- _Task prompt_
If a line in the entries below includes "impl", show that line.
Segment Start: Material provided
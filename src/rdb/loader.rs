//! RDB Loader
//!
//! Drives the object decoders over a whole RDB stream and emits one
//! [`Entry`] per key, or several when a key is rewritten.
//!
//! ## Opcodes
//!
//! ```text
//! AUX k v          repl-stream-db is remembered, lua emits SCRIPT LOAD
//! SELECTDB n       following keys belong to db n
//! EXPIRETIME(_MS)  staged for the next key
//! IDLE / FREQ      staged for the next key
//! RESIZEDB         hints, ignored
//! FUNCTION2 code   emits FUNCTION LOAD
//! MODULE_AUX       walked and skipped
//! EOF              followed by the CRC-64 of everything before it
//! <type> key value a key
//! ```
//!
//! A key becomes `RESTORE key ttl <dump> [REPLACE] [IDLETIME n | FREQ n]`,
//! unless its encoded value is larger than the big-key threshold (or it is a
//! module value), in which case it is rewritten as incremental commands
//! followed by `PEXPIRE` when it has an expiry. Staged expiry, idle time and
//! frequency are cleared after every key.

use super::reader::RdbReader;
use super::types::{module, parse_object, RedisValue};
use super::{dump, opcode, RdbError, RdbResult, MAX_RDB_VERSION};
use crate::entry::Entry;
use bytes::Bytes;
use std::io::Read;
use std::time::{SystemTime, UNIX_EPOCH};
use tracing::{debug, info};

/// RDB version stamped into DUMP payloads. Targets reject payloads newer
/// than their own RDB version, and every type byte is accepted at 6.
const DUMP_RDB_VERSION: u16 = 6;

/// Which RESTORE modifiers the target understands and wants.
#[derive(Debug, Clone, Copy, PartialEq, Eq)]
pub struct RestorePolicy {
    /// Append `REPLACE` (target >= 3.0).
    pub replace: bool,
    /// Forward `IDLETIME` / `FREQ` hints (target >= 5.0).
    pub lru_lfu_hints: bool,
}

impl RestorePolicy {
    /// Derives the policy from the target's `major.minor` version.
    pub fn for_target(version: (u32, u32), replace_existing: bool) -> Self {
        Self {
            replace: replace_existing && version >= (3, 0),
            lru_lfu_hints: version >= (5, 0),
        }
    }
}

impl Default for RestorePolicy {
    fn default() -> Self {
        Self {
            replace: false,
            lru_lfu_hints: true,
        }
    }
}

#[derive(Debug, Clone)]
pub struct LoaderConfig {
    /// Name used in log lines.
    pub name: String,
    /// Values whose encoding exceeds this many bytes are rewritten.
    pub big_key_threshold: u64,
    pub restore: RestorePolicy,
    pub verify_checksum: bool,
    /// RedisBloom version on the target, e.g. 20206; 0 when unknown.
    pub target_mbbloom_version: u32,
}

impl Default for LoaderConfig {
    fn default() -> Self {
        Self {
            name: "rdb".to_string(),
            big_key_threshold: 500 * 1024 * 1024,
            restore: RestorePolicy::default(),
            verify_checksum: true,
            target_mbbloom_version: 0,
        }
    }
}

/// What a completed load reports back.
#[derive(Debug, Clone, Default, PartialEq, Eq)]
pub struct LoaderSummary {
    pub rdb_version: u32,
    /// Database the live stream starts in, from the `repl-stream-db` AUX field.
    pub repl_stream_db: Option<u32>,
    pub keys: u64,
    pub entries: u64,
    pub bytes: u64,
}

pub struct Loader {
    config: LoaderConfig,
    progress: Option<Box<dyn Fn(u64) + Send>>,

    db: u32,
    expire_at_ms: Option<u64>,
    idle: Option<u64>,
    freq: Option<u8>,
    summary: LoaderSummary,
}

impl Loader {
    pub fn new(config: LoaderConfig) -> Self {
        Self {
            config,
            progress: None,
            db: 0,
            expire_at_ms: None,
            idle: None,
            freq: None,
            summary: LoaderSummary::default(),
        }
    }

    /// Calls `progress` with the number of bytes consumed so far.
    pub fn with_progress<F>(mut self, progress: F) -> Self
    where
        F: Fn(u64) + Send + 'static,
    {
        self.progress = Some(Box::new(progress));
        self
    }

    /// Decodes a whole RDB stream, handing every entry to `sink`.
    pub fn load<R, F>(mut self, source: R, mut sink: F) -> RdbResult<LoaderSummary>
    where
        R: Read,
        F: FnMut(Entry) -> RdbResult<()>,
    {
        let mut rd = RdbReader::new(source);
        let version = self.read_header(&mut rd)?;
        self.summary.rdb_version = version;
        debug!(name = %self.config.name, version, "RDB header");

        loop {
            let op = rd.read_u8()?;
            match op {
                opcode::IDLE => self.idle = Some(rd.read_length()?),
                opcode::FREQ => self.freq = Some(rd.read_u8()?),
                opcode::AUX => {
                    let key = rd.read_string()?;
                    let value = rd.read_string()?;
                    self.on_aux(&key, value, &mut sink)?;
                }
                opcode::RESIZEDB => {
                    let db_size = rd.read_length()?;
                    let expire_size = rd.read_length()?;
                    debug!(name = %self.config.name, db_size, expire_size, "RDB resize db");
                }
                opcode::SLOT_INFO => {
                    let slot = rd.read_length()?;
                    let _slot_size = rd.read_length()?;
                    let _expires_slot_size = rd.read_length()?;
                    debug!(name = %self.config.name, slot, "RDB slot info");
                }
                opcode::EXPIRETIME_MS => self.expire_at_ms = Some(rd.read_u64_le()?),
                opcode::EXPIRETIME => {
                    self.expire_at_ms = Some(rd.read_u32_le()? as u64 * 1000);
                }
                opcode::SELECTDB => {
                    let db = rd.read_length()?;
                    self.db = u32::try_from(db).map_err(|_| {
                        RdbError::container("SELECTDB", format!("db index {} out of range", db))
                    })?;
                }
                opcode::FUNCTION2 => {
                    let code = rd.read_string()?;
                    self.emit(
                        vec![Bytes::from_static(b"FUNCTION"), Bytes::from_static(b"LOAD"), code],
                        &mut sink,
                    )?;
                }
                opcode::FUNCTION => return Err(RdbError::UnsupportedOpcode(op)),
                opcode::MODULE_AUX => {
                    let module = module::skip_aux(&mut rd)?;
                    debug!(name = %self.config.name, module = %module, "skipped module aux data");
                }
                opcode::EOF => break,
                type_byte => self.load_key(&mut rd, type_byte, &mut sink)?,
            }
            self.report(&rd);
        }

        self.verify_trailer(&mut rd, version)?;
        self.report(&rd);
        self.summary.bytes = rd.position();
        info!(
            name = %self.config.name,
            keys = self.summary.keys,
            entries = self.summary.entries,
            bytes = self.summary.bytes,
            "RDB load finished"
        );
        Ok(self.summary)
    }

    fn read_header<R: Read>(&self, rd: &mut RdbReader<R>) -> RdbResult<u32> {
        let header = rd.read_array::<9>()?;
        if &header[..5] != b"REDIS" {
            return Err(RdbError::InvalidMagic(header[..5].to_vec()));
        }
        let digits = String::from_utf8_lossy(&header[5..]).into_owned();
        let version: u32 = digits
            .parse()
            .map_err(|_| RdbError::InvalidVersion(digits.clone()))?;
        if version == 0 || version > MAX_RDB_VERSION {
            return Err(RdbError::UnsupportedVersion(version));
        }
        Ok(version)
    }

    fn verify_trailer<R: Read>(&self, rd: &mut RdbReader<R>, version: u32) -> RdbResult<()> {
        // Checksums were added in RDB version 5.
        if version < 5 {
            return Ok(());
        }
        let actual = rd.take_checksum();
        let expected = rd.read_u64_le()?;
        if expected == 0 || !self.config.verify_checksum {
            return Ok(());
        }
        if expected != actual {
            return Err(RdbError::ChecksumMismatch { expected, actual });
        }
        Ok(())
    }

    fn on_aux<F>(&mut self, key: &[u8], value: Bytes, sink: &mut F) -> RdbResult<()>
    where
        F: FnMut(Entry) -> RdbResult<()>,
    {
        match key {
            b"repl-stream-db" => {
                let text = String::from_utf8_lossy(&value).into_owned();
                let db = text.parse().map_err(|_| RdbError::InvalidAux {
                    key: "repl-stream-db".to_string(),
                    value: text.clone(),
                })?;
                debug!(name = %self.config.name, db, "RDB repl-stream-db");
                self.summary.repl_stream_db = Some(db);
            }
            b"lua" => {
                debug!(name = %self.config.name, "RDB lua script");
                self.emit(
                    vec![Bytes::from_static(b"SCRIPT"), Bytes::from_static(b"LOAD"), value],
                    sink,
                )?;
            }
            _ => {
                debug!(
                    name = %self.config.name,
                    key = %String::from_utf8_lossy(key),
                    value = %String::from_utf8_lossy(&value),
                    "RDB AUX"
                );
            }
        }
        Ok(())
    }

    fn load_key<R, F>(&mut self, rd: &mut RdbReader<R>, type_byte: u8, sink: &mut F) -> RdbResult<()>
    where
        R: Read,
        F: FnMut(Entry) -> RdbResult<()>,
    {
        let key = rd.read_string()?;

        let limit = usize::try_from(self.config.big_key_threshold).unwrap_or(usize::MAX);
        rd.start_recording(limit);
        let value = parse_object(rd, type_byte, key.clone());
        let raw = rd.finish_recording();
        let value = value?;
        self.summary.keys += 1;

        let ttl = self.take_ttl_ms();
        let idle = self.idle.take();
        let freq = self.freq.take();

        match (&value, raw) {
            (RedisValue::Module(_), _) | (_, None) => {
                let commands = match &value {
                    RedisValue::Module(module) => {
                        module.rewrite_for_target(self.config.target_mbbloom_version)
                    }
                    other => other.rewrite(),
                };
                if commands.is_empty() {
                    return Ok(());
                }
                if !matches!(value, RedisValue::Module(_)) {
                    debug!(
                        name = %self.config.name,
                        key = %String::from_utf8_lossy(&key),
                        kind = value.type_name(),
                        commands = commands.len(),
                        "rewriting big key"
                    );
                }
                for cmd in commands {
                    self.emit(cmd, sink)?;
                }
                if let Some(ttl) = ttl {
                    self.emit(
                        vec![
                            Bytes::from_static(b"PEXPIRE"),
                            key,
                            Bytes::from(ttl.to_string()),
                        ],
                        sink,
                    )?;
                }
            }
            (_, Some(raw)) => {
                let mut argv = vec![
                    Bytes::from_static(b"RESTORE"),
                    key,
                    Bytes::from(ttl.unwrap_or(0).to_string()),
                    dump::payload(type_byte, &raw, DUMP_RDB_VERSION),
                ];
                let policy = self.config.restore;
                if policy.replace {
                    argv.push(Bytes::from_static(b"REPLACE"));
                }
                if policy.lru_lfu_hints {
                    // RESTORE rejects IDLETIME together with FREQ.
                    if let Some(idle) = idle {
                        argv.push(Bytes::from_static(b"IDLETIME"));
                        argv.push(Bytes::from(idle.to_string()));
                    } else if let Some(freq) = freq {
                        argv.push(Bytes::from_static(b"FREQ"));
                        argv.push(Bytes::from(freq.to_string()));
                    }
                }
                self.emit(argv, sink)?;
            }
        }
        Ok(())
    }

    /// Relative TTL of the staged expiry; already-expired keys get 1 ms.
    fn take_ttl_ms(&mut self) -> Option<u64> {
        let at = self.expire_at_ms.take()?;
        let now = SystemTime::now()
            .duration_since(UNIX_EPOCH)
            .map(|d| d.as_millis() as u64)
            .unwrap_or(0);
        Some(at.saturating_sub(now).max(1))
    }

    fn emit<F>(&mut self, argv: Vec<Bytes>, sink: &mut F) -> RdbResult<()>
    where
        F: FnMut(Entry) -> RdbResult<()>,
    {
        self.summary.entries += 1;
        sink(Entry::snapshot(self.db, argv))
    }

    fn report<R: Read>(&self, rd: &RdbReader<R>) {
        if let Some(progress) = &self.progress {
            progress(rd.position());
        }
    }
}

/// Convenience wrapper collecting every entry of an in-memory RDB.
pub fn load_all(config: LoaderConfig, data: &[u8]) -> RdbResult<(Vec<Entry>, LoaderSummary)> {
    let mut entries = Vec::new();
    let summary = Loader::new(config).load(data, |e| {
        entries.push(e);
        Ok(())
    })?;
    Ok((entries, summary))
}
Segment End: Material provided
- _Exercise solution_
impl RestorePolicy {
impl Default for RestorePolicy {
impl Default for LoaderConfig {
impl Loader {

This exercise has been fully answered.